In traditional Chinese medicine, it has been used to aid digestion and to treat cough, circulatory disorders, and pain. Because of their hemostatic and anti-inflammatory effects, the fruits are added to prescriptions in Indian and Tibetan medicine to treat pulmonary, GI, cardiac (eg, ischemic heart disease), blood, hepatic, and metabolic disorders. The flowers are used as a skin softener in Tajikistan.  In Mongolia, extracts from the leaves and branches of the plant are used medicinally to treat colitis and enterocolitis in humans and animals. In Middle Asia, the leaves are used to treat GI and skin disorders, and topically applied to treat rheumatoid arthritis.  In Russia, the oil from the seeds and fruits is used topically to treat chronic dermatoses, eczema, psoriasis, lupus erythematosus, burns, frostbite, and cervical erosion. Oil from the fruit has been used to treat thrombosis. Oil extracts have been used in ophthalmology to treat keratitis, trachoma, conjunctivitis, and injuries or burns of the eyelid.

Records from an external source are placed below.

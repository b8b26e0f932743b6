//! Background eviction of idle abuse-prevention state.

use std::sync::Arc;
use std::time::Duration;
use tokio::task::JoinHandle;
use tracing::debug;

use super::Gatekeeper;

/// Periodically evicts expired throttle windows and ban records so memory
/// stays bounded by the set of recently active clients.
///
/// Runs until the returned handle is aborted or the runtime shuts down.
pub fn spawn_sweeper(gatekeeper: Arc<Gatekeeper>, every: Duration) -> JoinHandle<()> {
    tokio::spawn(async move {
        let mut ticker = tokio::time::interval(every);
        ticker.set_missed_tick_behavior(tokio::time::MissedTickBehavior::Delay);
        // The first tick completes immediately.
        ticker.tick().await;

        loop {
            ticker.tick().await;

            let evicted = gatekeeper.sweep();
            if evicted > 0 {
                let (throttled, ban_records) = gatekeeper.tracked();
                debug!(
                    evicted,
                    throttled, ban_records, "Evicted idle abuse-prevention entries"
                );
            }
        }
    })
}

Well, the list goes on and on.  I have not found any side effects of the supplement, but the research indicates that it should not be taken by pregnant women as its effects have not been studied.  Sea Buckthorn has now become one of my daily supplements.  Is it right for you?


Thursday, July 29th, 2010 Uncategorized

6 Comments to Sea Buckthorn Oil – My New Favorite Supplement

August 16, 2010

So interesting!! Would you share your source?

Steve A
August 17, 2010

Hi Whitney. I purchased Solaray Sea buckthorn Oil On Line – there are a myriad of sources at varying prices. I paid about $14 dollars with shipping for 100 600mg pills – just do a search and you will come up with tons of options. Unfortunately I deleted the confirmation email and can’t remember the name of the company I purchased it from.

August 17, 2010

Thanks, Steve. We don’t take very many supplements either, but this one sounds very interesting.

September 22, 2010

Hey Steve A,

How many of the Solaray sea buckthorn capsules do you take per day? Thx

Steve A
September 22, 2010

I take 2 per the instructions on the bottle

September 22, 2010

Also, it seems like solaray’s sea buckthorn is actually the fruit not the seed. From what I have read, the fruit consist of mainly omega 7, while the seed contains mostly omega 3,6, and 9.

So perhaps it is the omega 7 that is good for dry eyes?